_MATERIAL PROVIDED_.
>>>>>

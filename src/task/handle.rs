//! Top-level handles and the blocking promise behind them.

use super::completer::ResultSink;
use super::unit::Task;
use crate::cancel::InterruptState;
use crate::combinator::{Continuation, PostPolicy};
use crate::cx::Cx;
use crate::error::Result;
use crate::observability::TreeMetrics;
use crate::types::{CancelReason, Outcome};
use parking_lot::{Condvar, Mutex};
use std::fmt;
use std::sync::Arc;
use std::time::Duration;

type Waiter<T> = Box<dyn FnOnce(Outcome<T>) + Send + 'static>;

enum PromiseState<T> {
    Pending(Option<Waiter<T>>),
    Ready(Outcome<T>),
    Consumed,
}

/// Single-assignment slot that a thread can block on.
///
/// Either a waiter callback or a blocking reader consumes the outcome, never
/// both. Fulfilling twice keeps the first outcome.
pub(crate) struct Promise<T> {
    state: Mutex<PromiseState<T>>,
    ready: Condvar,
}

impl<T> Promise<T> {
    pub(crate) fn new() -> Self {
        Self {
            state: Mutex::new(PromiseState::Pending(None)),
            ready: Condvar::new(),
        }
    }

    /// Stores the outcome or hands it to the registered waiter.
    pub(crate) fn fulfill(&self, outcome: Outcome<T>) -> bool {
        let mut state = self.state.lock();
        match &mut *state {
            PromiseState::Pending(waiter) => {
                if let Some(waiter) = waiter.take() {
                    *state = PromiseState::Consumed;
                    drop(state);
                    waiter(outcome);
                } else {
                    *state = PromiseState::Ready(outcome);
                    drop(state);
                    self.ready.notify_all();
                }
                true
            }
            PromiseState::Ready(_) | PromiseState::Consumed => false,
        }
    }

    pub(crate) fn is_done(&self) -> bool {
        !matches!(*self.state.lock(), PromiseState::Pending(_))
    }

    /// Registers the consumer; runs it now if the outcome is already in.
    pub(crate) fn on_done(&self, waiter: Waiter<T>) {
        let mut state = self.state.lock();
        match std::mem::replace(&mut *state, PromiseState::Consumed) {
            PromiseState::Pending(_) => *state = PromiseState::Pending(Some(waiter)),
            PromiseState::Ready(outcome) => {
                drop(state);
                waiter(outcome);
            }
            PromiseState::Consumed => {
                crate::tracing_compat::warn!("promise already consumed; waiter dropped");
            }
        }
    }

    /// Waits up to `timeout` (forever if `None`) and takes the outcome.
    pub(crate) fn wait(&self, timeout: Option<Duration>) -> Option<Outcome<T>> {
        let mut state = self.state.lock();
        loop {
            match std::mem::replace(&mut *state, PromiseState::Consumed) {
                PromiseState::Ready(outcome) => return Some(outcome),
                PromiseState::Consumed => return None,
                pending => *state = pending,
            }
            match timeout {
                Some(timeout) => {
                    if self.ready.wait_for(&mut state, timeout).timed_out() {
                        return match std::mem::replace(&mut *state, PromiseState::Consumed) {
                            PromiseState::Ready(outcome) => Some(outcome),
                            other => {
                                *state = other;
                                None
                            }
                        };
                    }
                }
                None => self.ready.wait(&mut state),
            }
        }
    }
}

/// The caller's view of a running tree.
///
/// The outcome can be consumed once, by blocking ([`get`](Self::get),
/// [`join`](Self::join)) or by registering a callback
/// ([`on_done`](Self::on_done)). Dropping the handle detaches the tree; it
/// keeps running and its outcome is discarded.
pub struct Handle<T> {
    name: Arc<str>,
    promise: Arc<Promise<T>>,
    interrupt: Option<InterruptState>,
    metrics: Arc<TreeMetrics>,
    poll_interval: Duration,
}

impl<T: Send + 'static> Handle<T> {
    pub(crate) fn detached(
        name: Arc<str>,
        promise: Arc<Promise<T>>,
        cx: &Cx,
    ) -> Self {
        Self {
            name,
            promise,
            interrupt: cx.interrupt().cloned(),
            metrics: Arc::clone(cx.metrics()),
            poll_interval: cx.poll_interval(),
        }
    }

    /// The name of the root task.
    #[must_use]
    pub fn name(&self) -> &str {
        &self.name
    }

    /// Returns true once the outcome is available or the tree is stopping.
    ///
    /// Polling past the deadline also fires the pending joins directly,
    /// without waiting for the deadline watcher to get there.
    #[must_use]
    pub fn is_ready(&self) -> bool {
        let stopping = self
            .interrupt
            .as_ref()
            .is_some_and(InterruptState::check_deadline);
        stopping || self.promise.is_done()
    }

    /// Blocks until the outcome is available and returns it.
    ///
    /// With a deadline, returns no later than shortly after the deadline:
    /// waits are sliced by the configured poll interval and the remaining
    /// time, and expiry forces the tree to deliver what it has.
    pub fn join(self) -> Outcome<T> {
        loop {
            let slice = match &self.interrupt {
                Some(state) => {
                    state.check_deadline();
                    let slice = state
                        .remaining()
                        .map_or(self.poll_interval, |left| left.min(self.poll_interval));
                    Some(slice.max(Duration::from_millis(1)))
                }
                None => None,
            };
            if let Some(outcome) = self.promise.wait(slice) {
                return outcome;
            }
            if !self.promise.is_done() {
                continue;
            }
            // Consumed elsewhere; a handle owns the only consumer, so this
            // only happens if an internal sink raced us.
            return Outcome::Cancelled(CancelReason::shutdown());
        }
    }

    /// Blocks and converts the outcome into a `Result`.
    pub fn get(self) -> Result<T> {
        self.join().into_result()
    }

    /// Waits up to `timeout` for the outcome.
    ///
    /// Hands the handle back if the outcome did not arrive in time.
    pub fn wait_timeout(self, timeout: Duration) -> std::result::Result<Outcome<T>, Self> {
        if let Some(state) = &self.interrupt {
            state.check_deadline();
        }
        self.promise.wait(Some(timeout)).ok_or(self)
    }

    /// Takes the outcome if it is already available, without blocking.
    pub fn try_get(self) -> std::result::Result<Outcome<T>, Self> {
        self.wait_timeout(Duration::ZERO)
    }

    /// Registers a callback for the outcome instead of blocking.
    ///
    /// Runs on the thread that completes the tree, or immediately if the
    /// outcome is already available. When the tree's deadline passes first,
    /// it runs on the deadline watcher thread with the partial outcome.
    pub fn on_done(self, f: impl FnOnce(Outcome<T>) + Send + 'static) {
        self.promise.on_done(Box::new(f));
    }

    /// Interrupts the tree. Returns false if it was already interrupted or
    /// has no interrupt state.
    pub fn interrupt(&self) -> bool {
        self.interrupt
            .as_ref()
            .is_some_and(InterruptState::interrupt)
    }

    /// The interrupt state shared by the tree, if any.
    #[must_use]
    pub fn interrupt_state(&self) -> Option<&InterruptState> {
        self.interrupt.as_ref()
    }

    /// Counters of the tree.
    #[must_use]
    pub fn metrics(&self) -> &Arc<TreeMetrics> {
        &self.metrics
    }

    /// Wraps this handle as a task, so a running tree can feed another
    /// continuation.
    #[must_use]
    pub fn into_task(self) -> Task<T> {
        let name = Arc::clone(&self.name);
        Task::deferred(name, move |_, done| {
            self.on_done(move |outcome| {
                done.complete(outcome);
            });
        })
    }
}

impl<T> fmt::Debug for Handle<T> {
    fn fmt(&self, f: &mut fmt::Formatter<'_>) -> fmt::Result {
        f.debug_struct("Handle")
            .field("name", &self.name)
            .field("done", &self.promise.is_done())
            .field("interrupt", &self.interrupt)
            .finish_non_exhaustive()
    }
}

/// Posts `task` as the root of a tree and returns its handle.
///
/// A tree with interrupt state gets a one-child join at the root, so that
/// stopping it always produces a root outcome even while the body that was
/// posted first is still running. A deadline is handed to the deadline
/// watcher, so expiry reaches `on_done` callers without anyone polling.
pub(crate) fn launch<T: Send + 'static>(cx: &Cx, task: Task<T>) -> Handle<T> {
    let promise = Arc::new(Promise::new());
    let name = task.name_arc();
    let priority = task.priority();
    let mut root = if cx.interrupt().is_some() {
        Continuation::new(Arc::clone(&name), vec![task])
            .policy(PostPolicy::PostAll)
            .then_outcome(|mut joined| joined.take_or_cancelled(0))
            .with_priority(priority)
    } else {
        task
    };
    root.set_result_sink(ResultSink::promise(Arc::clone(&promise)));
    crate::tracing_compat::debug!(tree = %name, "launching tree");
    cx.post_root(root);
    if let Some(state) = cx.interrupt() {
        crate::cancel::deadline::watch(state);
    }
    Handle::detached(name, promise, cx)
}
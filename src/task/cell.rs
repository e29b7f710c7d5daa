//! Write-once outcome cell.

use crate::error::{Error, ErrorKind, Result};
use crate::types::{CancelReason, Outcome};
use parking_lot::Mutex;
use std::fmt;

#[derive(Debug)]
enum CellState<T> {
    Empty,
    Filled(Outcome<T>),
    Taken,
}

/// A value-or-error container that can be written at most once.
///
/// Reads after the write may happen any number of times; a read before the
/// write is reported as [`ErrorKind::NotReady`]. [`take`](Self::take) moves
/// the outcome out and seals the cell, so a write racing with a take is
/// rejected instead of being silently lost.
pub struct OutcomeCell<T> {
    state: Mutex<CellState<T>>,
}

impl<T> OutcomeCell<T> {
    /// Creates an empty cell.
    #[must_use]
    pub const fn new() -> Self {
        Self {
            state: Mutex::new(CellState::Empty),
        }
    }

    /// Writes an outcome.
    ///
    /// Fails with [`ErrorKind::AlreadyCompleted`] if the cell was written (or
    /// taken) before; the rejected outcome is dropped.
    pub fn set(&self, outcome: Outcome<T>) -> Result<()> {
        let mut state = self.state.lock();
        match *state {
            CellState::Empty => {
                *state = CellState::Filled(outcome);
                Ok(())
            }
            CellState::Filled(_) | CellState::Taken => Err(Error::new(
                ErrorKind::AlreadyCompleted,
            )
            .with_message("outcome cell written twice")),
        }
    }

    /// Writes a value.
    pub fn set_value(&self, value: T) -> Result<()> {
        self.set(Outcome::Ok(value))
    }

    /// Writes an error.
    pub fn set_error(&self, error: Error) -> Result<()> {
        self.set(Outcome::Err(error))
    }

    /// Writes a cancellation.
    pub fn set_cancelled(&self, reason: CancelReason) -> Result<()> {
        self.set(Outcome::Cancelled(reason))
    }

    /// Returns true if a value is stored.
    #[must_use]
    pub fn has_value(&self) -> bool {
        matches!(*self.state.lock(), CellState::Filled(Outcome::Ok(_)))
    }

    /// Returns true if an error or a panic is stored.
    #[must_use]
    pub fn has_error(&self) -> bool {
        matches!(
            *self.state.lock(),
            CellState::Filled(Outcome::Err(_) | Outcome::Panicked(_))
        )
    }

    /// Returns true if a cancellation is stored.
    #[must_use]
    pub fn is_cancelled(&self) -> bool {
        matches!(*self.state.lock(), CellState::Filled(Outcome::Cancelled(_)))
    }

    /// Returns true if the cell has never been written.
    #[must_use]
    pub fn is_empty(&self) -> bool {
        matches!(*self.state.lock(), CellState::Empty)
    }

    /// Moves the outcome out, sealing the cell against further writes.
    ///
    /// Returns `None` if the cell was empty or already taken.
    pub fn take(&self) -> Option<Outcome<T>> {
        match std::mem::replace(&mut *self.state.lock(), CellState::Taken) {
            CellState::Filled(outcome) => Some(outcome),
            CellState::Empty | CellState::Taken => None,
        }
    }
}

impl<T: Clone> OutcomeCell<T> {
    /// Returns the stored value, or re-raises the stored failure.
    pub fn get(&self) -> Result<T> {
        match &*self.state.lock() {
            CellState::Filled(outcome) => outcome.clone().into_result(),
            CellState::Empty => {
                Err(Error::new(ErrorKind::NotReady).with_message("outcome cell read before write"))
            }
            CellState::Taken => {
                Err(Error::new(ErrorKind::NotReady).with_message("outcome already taken"))
            }
        }
    }

    /// Returns a copy of the stored outcome, if any.
    #[must_use]
    pub fn outcome(&self) -> Option<Outcome<T>> {
        match &*self.state.lock() {
            CellState::Filled(outcome) => Some(outcome.clone()),
            CellState::Empty | CellState::Taken => None,
        }
    }
}

impl<T> Default for OutcomeCell<T> {
    fn default() -> Self {
        Self::new()
    }
}

impl<T> fmt::Debug for OutcomeCell<T> {
    fn fmt(&self, f: &mut fmt::Formatter<'_>) -> fmt::Result {
        let state = match &*self.state.lock() {
            CellState::Empty => "empty",
            CellState::Filled(Outcome::Ok(_)) => "value",
            CellState::Filled(Outcome::Err(_)) => "error",
            CellState::Filled(Outcome::Cancelled(_)) => "cancelled",
            CellState::Filled(Outcome::Panicked(_)) => "panicked",
            CellState::Taken => "taken",
        };
        f.debug_struct("OutcomeCell").field("state", &state).finish()
    }
}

<<<<<

_YOUR TASK_. Each line that includes the string "rejected" should be copied from the data.

_SOLUTION TO THIS PROBLEM_.
/// rejected instead of being silently lost.
    /// taken) before; the rejected outcome is dropped.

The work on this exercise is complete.